##### Data #####
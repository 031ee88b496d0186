use chrono::{DateTime, Utc};
use rust_decimal::Decimal;
use serde::{Deserialize, Serialize};

use crate::Currency;

/// Billing cadence of a subscription plan.
#[derive(Debug, Clone, Copy, PartialEq, Eq, Serialize, Deserialize)]
#[serde(rename_all = "lowercase")]
pub enum PlanInterval {
    Month,
    Quarter,
    Year,
}

/// Lifecycle state of a subscription. Creation always lands on `Active`; the
/// other states exist for records imported from a future billing backend.
#[derive(Debug, Clone, Copy, PartialEq, Eq, Serialize, Deserialize)]
#[serde(rename_all = "snake_case")]
pub enum SubscriptionStatus {
    Active,
    Pending,
    Canceled,
    PastDue,
}

#[derive(Debug, Clone, Serialize, Deserialize)]
#[serde(rename_all = "camelCase")]
pub struct SubscribeAddress {
    pub line1: Option<String>,
    pub line2: Option<String>,
    pub city: Option<String>,
    pub state: Option<String>,
    pub postal_code: Option<String>,
    pub country: Option<String>,
}

/// Incoming subscribe body. `quantity` stays a raw JSON value because the
/// handler coerces rather than validates it: strings parse if numeric, and
/// everything unusable clamps to one unit.
#[derive(Debug, Clone, Default, Deserialize)]
#[serde(rename_all = "camelCase", default)]
pub struct SubscribePayload {
    pub email: Option<String>,
    pub plan_id: Option<String>,
    pub quantity: Option<serde_json::Value>,
    pub name: Option<String>,
    pub address: Option<SubscribeAddress>,
    pub payment_method_id: Option<String>,
    pub coupon: Option<String>,
    pub meta: Option<serde_json::Value>,
}

/// Coupon outcome recorded on the subscription. `amount_off` is zero for
/// recognized codes that do not reduce the recurring charge.
#[derive(Debug, Clone, Serialize)]
#[serde(rename_all = "camelCase")]
pub struct AppliedDiscount {
    pub code: String,
    #[serde(with = "rust_decimal::serde::float")]
    pub amount_off: Decimal,
    #[serde(skip_serializing_if = "Option::is_none")]
    pub percent_off: Option<u32>,
}

#[derive(Debug, Clone, Serialize)]
#[serde(rename_all = "camelCase")]
pub struct Subscription {
    pub id: String,
    pub status: SubscriptionStatus,
    pub email: String,
    #[serde(skip_serializing_if = "Option::is_none")]
    pub name: Option<String>,
    pub plan_id: String,
    pub interval: PlanInterval,
    pub quantity: u32,
    #[serde(with = "rust_decimal::serde::float")]
    pub unit_price: Decimal,
    #[serde(skip_serializing_if = "Option::is_none")]
    pub discount: Option<AppliedDiscount>,
    #[serde(with = "rust_decimal::serde::float")]
    pub total: Decimal,
    pub currency: Currency,
    pub created_at: DateTime<Utc>,
    pub next_billing_date: DateTime<Utc>,
    #[serde(skip_serializing_if = "Option::is_none")]
    pub address: Option<SubscribeAddress>,
    #[serde(skip_serializing_if = "Option::is_none")]
    pub meta: Option<serde_json::Value>,
}

#[derive(Debug, Clone, Serialize)]
#[serde(rename_all = "camelCase")]
pub struct SubscribeResponse {
    pub success: bool,
    pub subscription_id: String,
    pub subscription: Subscription,
    pub message: String,
}
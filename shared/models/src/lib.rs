use serde::{Deserialize, Serialize};

pub mod checkout;
pub mod subscribe;

/// The only currency the storefront quotes in.
#[derive(Debug, Clone, Copy, PartialEq, Eq, Serialize, Deserialize)]
#[serde(rename_all = "UPPERCASE")]
pub enum Currency {
    Usd,
}

/// Shipping options offered at checkout. Anything the client sends that is
/// not `express` resolves to `standard`.
#[derive(Debug, Clone, Copy, PartialEq, Eq, Serialize, Deserialize)]
#[serde(rename_all = "lowercase")]
pub enum ShippingMethod {
    Standard,
    Express,
}

impl ShippingMethod {
    pub fn resolve(raw: Option<&str>) -> Self {
        match raw {
            Some("express") => ShippingMethod::Express,
            _ => ShippingMethod::Standard,
        }
    }

    pub fn label(&self) -> &'static str {
        match self {
            ShippingMethod::Standard => "Standard",
            ShippingMethod::Express => "Express",
        }
    }
}
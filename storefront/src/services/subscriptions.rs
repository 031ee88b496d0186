//! Subscription plumbing: quantity coercion, coupon application, billing
//! schedule, and the append-only store the handler writes into.

use chrono::{DateTime, Duration, Utc};
use parking_lot::Mutex;
use rust_decimal::Decimal;

use storefront_models::subscribe::{AppliedDiscount, PlanInterval, Subscription};

use crate::errors::ServiceError;

use super::catalog;
use super::pricing::round2;

/// Coerce the raw quantity value. Numbers and numeric strings are used as-is;
/// anything non-finite or non-positive clamps to 1; everything is floored and
/// capped at 10 units.
pub fn clamp_quantity(raw: Option<&serde_json::Value>) -> u32 {
    let n = match raw {
        Some(serde_json::Value::Number(n)) => n.as_f64().unwrap_or(f64::NAN),
        Some(serde_json::Value::String(s)) => s.parse::<f64>().unwrap_or(f64::NAN),
        _ => f64::NAN,
    };

    if !n.is_finite() || n <= 0.0 {
        return 1;
    }
    n.floor().min(10.0) as u32
}

/// Interval lengths are fixed day counts, not calendar arithmetic.
pub fn next_billing_date(interval: PlanInterval, from: DateTime<Utc>) -> DateTime<Utc> {
    let days = match interval {
        PlanInterval::Month => 30,
        PlanInterval::Quarter => 90,
        PlanInterval::Year => 365,
    };
    from + Duration::days(days)
}

/// Apply a recurring-charge coupon to the subtotal. Unrecognized codes are
/// ignored without error; recognized no-op codes are echoed with zero off.
pub fn apply_coupon(subtotal: Decimal, code: Option<&str>) -> (Decimal, Option<AppliedDiscount>) {
    let Some((code, coupon)) = code.and_then(catalog::plan_coupon) else {
        return (subtotal, None);
    };

    match coupon.percent_off {
        Some(percent) => {
            let amount_off = round2(subtotal * Decimal::from(percent) / Decimal::ONE_HUNDRED);
            let total = (subtotal - amount_off).max(Decimal::ZERO);
            (
                total,
                Some(AppliedDiscount {
                    code,
                    amount_off,
                    percent_off: Some(percent),
                }),
            )
        }
        None => (
            subtotal,
            Some(AppliedDiscount {
                code,
                amount_off: Decimal::ZERO,
                percent_off: None,
            }),
        ),
    }
}

/// Where new subscriptions are recorded. The handler treats append failures
/// as non-fatal: the subscription response is returned either way.
pub trait SubscriptionStore: Send + Sync {
    fn append(&self, subscription: Subscription) -> Result<(), ServiceError>;
}

/// Process-lifetime store backing the dev/demo deployment. Append-only; there
/// is no read, update, or cancel path, and everything is lost on restart.
#[derive(Default)]
pub struct InMemorySubscriptionStore {
    records: Mutex<Vec<Subscription>>,
}

impl InMemorySubscriptionStore {
    pub fn new() -> Self {
        Self::default()
    }

    pub fn len(&self) -> usize {
        self.records.lock().len()
    }

    pub fn is_empty(&self) -> bool {
        self.len() == 0
    }
}

impl SubscriptionStore for InMemorySubscriptionStore {
    fn append(&self, subscription: Subscription) -> Result<(), ServiceError> {
        self.records.lock().push(subscription);
        Ok(())
    }
}

#[cfg(test)]
mod tests {
    use super::*;
    use serde_json::json;
    use storefront_models::subscribe::SubscriptionStatus;
    use storefront_models::Currency;

    #[test]
    fn test_clamp_quantity() {
        assert_eq!(clamp_quantity(Some(&json!(3))), 3);
        assert_eq!(clamp_quantity(Some(&json!("4"))), 4);
        assert_eq!(clamp_quantity(Some(&json!(9.9))), 9);
        assert_eq!(clamp_quantity(Some(&json!(15))), 10);
        assert_eq!(clamp_quantity(Some(&json!(0))), 1);
        assert_eq!(clamp_quantity(Some(&json!(-5))), 1);
        assert_eq!(clamp_quantity(Some(&json!("abc"))), 1);
        assert_eq!(clamp_quantity(Some(&json!(null))), 1);
        assert_eq!(clamp_quantity(None), 1);
    }

    #[test]
    fn test_next_billing_date_day_counts() {
        let from = Utc::now();
        assert_eq!(next_billing_date(PlanInterval::Month, from) - from, Duration::days(30));
        assert_eq!(next_billing_date(PlanInterval::Quarter, from) - from, Duration::days(90));
        assert_eq!(next_billing_date(PlanInterval::Year, from) - from, Duration::days(365));
    }

    #[test]
    fn test_apply_coupon_percent() {
        let (total, discount) = apply_coupon(Decimal::new(39, 0), Some("SAVE10"));
        assert_eq!(total, Decimal::new(3510, 2));
        let discount = discount.unwrap();
        assert_eq!(discount.code, "SAVE10");
        assert_eq!(discount.amount_off, Decimal::new(390, 2));
        assert_eq!(discount.percent_off, Some(10));
    }

    #[test]
    fn test_apply_coupon_noop_and_unknown() {
        let (total, discount) = apply_coupon(Decimal::new(99, 0), Some("freeship"));
        assert_eq!(total, Decimal::new(99, 0));
        assert_eq!(discount.unwrap().amount_off, Decimal::ZERO);

        let (total, discount) = apply_coupon(Decimal::new(99, 0), Some("MYSTERY"));
        assert_eq!(total, Decimal::new(99, 0));
        assert!(discount.is_none());

        let (total, discount) = apply_coupon(Decimal::new(99, 0), None);
        assert_eq!(total, Decimal::new(99, 0));
        assert!(discount.is_none());
    }

    fn sample_subscription() -> Subscription {
        let now = Utc::now();
        Subscription {
            id: "sub_test".to_string(),
            status: SubscriptionStatus::Active,
            email: "member@example.com".to_string(),
            name: None,
            plan_id: "monthly".to_string(),
            interval: PlanInterval::Month,
            quantity: 1,
            unit_price: Decimal::new(39, 0),
            discount: None,
            total: Decimal::new(39, 0),
            currency: Currency::Usd,
            created_at: now,
            next_billing_date: next_billing_date(PlanInterval::Month, now),
            address: None,
            meta: None,
        }
    }

    #[test]
    fn test_in_memory_store_appends() {
        let store = InMemorySubscriptionStore::new();
        assert!(store.is_empty());
        store.append(sample_subscription()).unwrap();
        store.append(sample_subscription()).unwrap();
        assert_eq!(store.len(), 2);
    }
}
//! Simulated payment processing. Orders are never charged for real: the
//! processor approves everything and flags the receipt as test mode. A real
//! gateway integration replaces this module behind the same signature, at
//! which point a declined charge surfaces as `ServiceError::PaymentDeclined`
//! (HTTP 402).

use rust_decimal::Decimal;

use storefront_models::checkout::PaymentInfo;

use crate::errors::ServiceError;

#[derive(Debug, Clone)]
pub struct PaymentReceipt {
    pub approved: bool,
    pub test_mode: bool,
}

pub fn process_test_charge(
    email: &str,
    total: Decimal,
    payment: Option<&PaymentInfo>,
) -> Result<PaymentReceipt, ServiceError> {
    if let Some(card_last4) = payment.and_then(|p| p.card_last4.as_deref()) {
        tracing::debug!(email = %email, total = %total, card_last4 = %card_last4, "simulating charge");
    } else {
        tracing::debug!(email = %email, total = %total, "simulating charge without payment details");
    }

    Ok(PaymentReceipt {
        approved: true,
        test_mode: true,
    })
}

#[cfg(test)]
mod tests {
    use super::*;

    #[test]
    fn test_charge_always_approves_in_test_mode() {
        let receipt = process_test_charge("buyer@example.com", Decimal::new(5395, 2), None)
            .expect("simulated charge never declines");
        assert!(receipt.approved);
        assert!(receipt.test_mode);
    }
}
use actix_web::{HttpResponse, ResponseError};
use thiserror::Error;

/// Service-layer failures that map straight to an HTTP response. Handler
/// rejections with endpoint-specific body shapes (validation lists, media
/// type, method) are built inline in the handlers instead.
#[derive(Debug, Error)]
pub enum ServiceError {
    #[error("Payment declined: {0}")]
    PaymentDeclined(String),
    #[error("Subscription store error: {0}")]
    Store(String),
}

impl ResponseError for ServiceError {
    fn error_response(&self) -> HttpResponse {
        match self {
            ServiceError::PaymentDeclined(message) => {
                HttpResponse::PaymentRequired().json(serde_json::json!({
                    "success": false,
                    "message": message,
                }))
            }
            ServiceError::Store(message) => {
                HttpResponse::InternalServerError().json(serde_json::json!({
                    "success": false,
                    "error": message,
                }))
            }
        }
    }
}
use actix_web::{
    body::EitherBody,
    dev::{forward_ready, Service, ServiceRequest, ServiceResponse, Transform},
    http::{
        header::{
            HeaderMap, HeaderValue, ACCESS_CONTROL_ALLOW_HEADERS, ACCESS_CONTROL_ALLOW_METHODS,
            ACCESS_CONTROL_ALLOW_ORIGIN, ACCESS_CONTROL_MAX_AGE, ORIGIN, VARY,
        },
        Method,
    },
    Error, HttpResponse,
};
use futures_util::future::LocalBoxFuture;
use log::debug;
use serde::{Deserialize, Serialize};
use std::{
    future::{ready, Ready},
    rc::Rc,
};

/// How the `Access-Control-Allow-Origin` response header is produced.
#[derive(Debug, Clone, Copy, PartialEq, Eq, Serialize, Deserialize)]
#[serde(rename_all = "snake_case")]
pub enum OriginPolicy {
    /// Always answer with the literal `*`.
    Wildcard,
    /// Echo the request `Origin` (falling back to `*` when absent) and mark
    /// the response with `Vary: Origin` so caches keep origins apart.
    Reflect,
}

#[derive(Debug, Clone, Serialize, Deserialize)]
pub struct CorsConfig {
    pub origin_policy: OriginPolicy,
    pub allowed_methods: Vec<String>,
    pub allowed_headers: Vec<String>,
    pub max_age: Option<u32>,
}

impl CorsConfig {
    /// Open configuration for endpoints served to any page: wildcard origin,
    /// POST only, no preflight caching.
    pub fn public_wildcard() -> Self {
        Self {
            origin_policy: OriginPolicy::Wildcard,
            allowed_methods: vec!["POST".to_string(), "OPTIONS".to_string()],
            allowed_headers: vec!["content-type".to_string()],
            max_age: None,
        }
    }

    /// Origin-reflecting configuration with a 24h preflight cache.
    pub fn reflect_origin() -> Self {
        Self {
            origin_policy: OriginPolicy::Reflect,
            allowed_methods: vec!["POST".to_string(), "OPTIONS".to_string()],
            allowed_headers: vec!["Content-Type".to_string(), "Authorization".to_string()],
            max_age: Some(86400),
        }
    }

    fn methods_header(&self) -> String {
        self.allowed_methods.join(", ")
    }

    fn headers_header(&self) -> String {
        self.allowed_headers.join(", ")
    }
}

#[derive(Clone)]
pub struct CorsMiddleware {
    config: CorsConfig,
}

impl CorsMiddleware {
    pub fn new(config: CorsConfig) -> Self {
        Self { config }
    }

    fn allow_origin_value(&self, origin: Option<&str>) -> HeaderValue {
        match self.config.origin_policy {
            OriginPolicy::Wildcard => HeaderValue::from_static("*"),
            OriginPolicy::Reflect => origin
                .and_then(|o| HeaderValue::from_str(o).ok())
                .unwrap_or_else(|| HeaderValue::from_static("*")),
        }
    }

    fn apply_headers(&self, headers: &mut HeaderMap, origin: Option<&str>) {
        headers.insert(ACCESS_CONTROL_ALLOW_ORIGIN, self.allow_origin_value(origin));

        if let Ok(methods) = HeaderValue::from_str(&self.config.methods_header()) {
            headers.insert(ACCESS_CONTROL_ALLOW_METHODS, methods);
        }
        if let Ok(allowed) = HeaderValue::from_str(&self.config.headers_header()) {
            headers.insert(ACCESS_CONTROL_ALLOW_HEADERS, allowed);
        }
        if let Some(max_age) = self.config.max_age {
            if let Ok(value) = HeaderValue::from_str(&max_age.to_string()) {
                headers.insert(ACCESS_CONTROL_MAX_AGE, value);
            }
        }
        if self.config.origin_policy == OriginPolicy::Reflect {
            headers.insert(VARY, HeaderValue::from_static("Origin"));
        }
    }

    /// Preflight requests short-circuit to an empty 204 carrying the full
    /// configured header set.
    fn preflight_response(&self, origin: Option<&str>) -> HttpResponse {
        let mut response = HttpResponse::NoContent().finish();
        self.apply_headers(response.headers_mut(), origin);
        response
    }
}

impl<S, B> Transform<S, ServiceRequest> for CorsMiddleware
where
    S: Service<ServiceRequest, Response = ServiceResponse<B>, Error = Error> + 'static,
    S::Future: 'static,
    B: 'static,
{
    type Response = ServiceResponse<EitherBody<B>>;
    type Error = Error;
    type InitError = ();
    type Transform = CorsMiddlewareService<S>;
    type Future = Ready<Result<Self::Transform, Self::InitError>>;

    fn new_transform(&self, service: S) -> Self::Future {
        ready(Ok(CorsMiddlewareService {
            service: Rc::new(service),
            middleware: self.clone(),
        }))
    }
}

pub struct CorsMiddlewareService<S> {
    service: Rc<S>,
    middleware: CorsMiddleware,
}

impl<S, B> Service<ServiceRequest> for CorsMiddlewareService<S>
where
    S: Service<ServiceRequest, Response = ServiceResponse<B>, Error = Error> + 'static,
    S::Future: 'static,
    B: 'static,
{
    type Response = ServiceResponse<EitherBody<B>>;
    type Error = Error;
    type Future = LocalBoxFuture<'static, Result<Self::Response, Self::Error>>;

    forward_ready!(service);

    fn call(&self, req: ServiceRequest) -> Self::Future {
        let middleware = self.middleware.clone();
        let service = self.service.clone();

        Box::pin(async move {
            let origin = req
                .headers()
                .get(ORIGIN)
                .and_then(|h| h.to_str().ok())
                .map(|s| s.to_string());

            if req.method() == Method::OPTIONS {
                debug!("CORS preflight approved for {}", req.path());
                let response = middleware.preflight_response(origin.as_deref());
                return Ok(req.into_response(response).map_into_right_body());
            }

            let mut res = service.call(req).await?;
            middleware.apply_headers(res.headers_mut(), origin.as_deref());
            Ok(res.map_into_left_body())
        })
    }
}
#####
Work to be completed.
Copy out every line of the material above that contains the string "ResponseError".

Response to this task.
use actix_web::{HttpResponse, ResponseError};
impl ResponseError for ServiceError {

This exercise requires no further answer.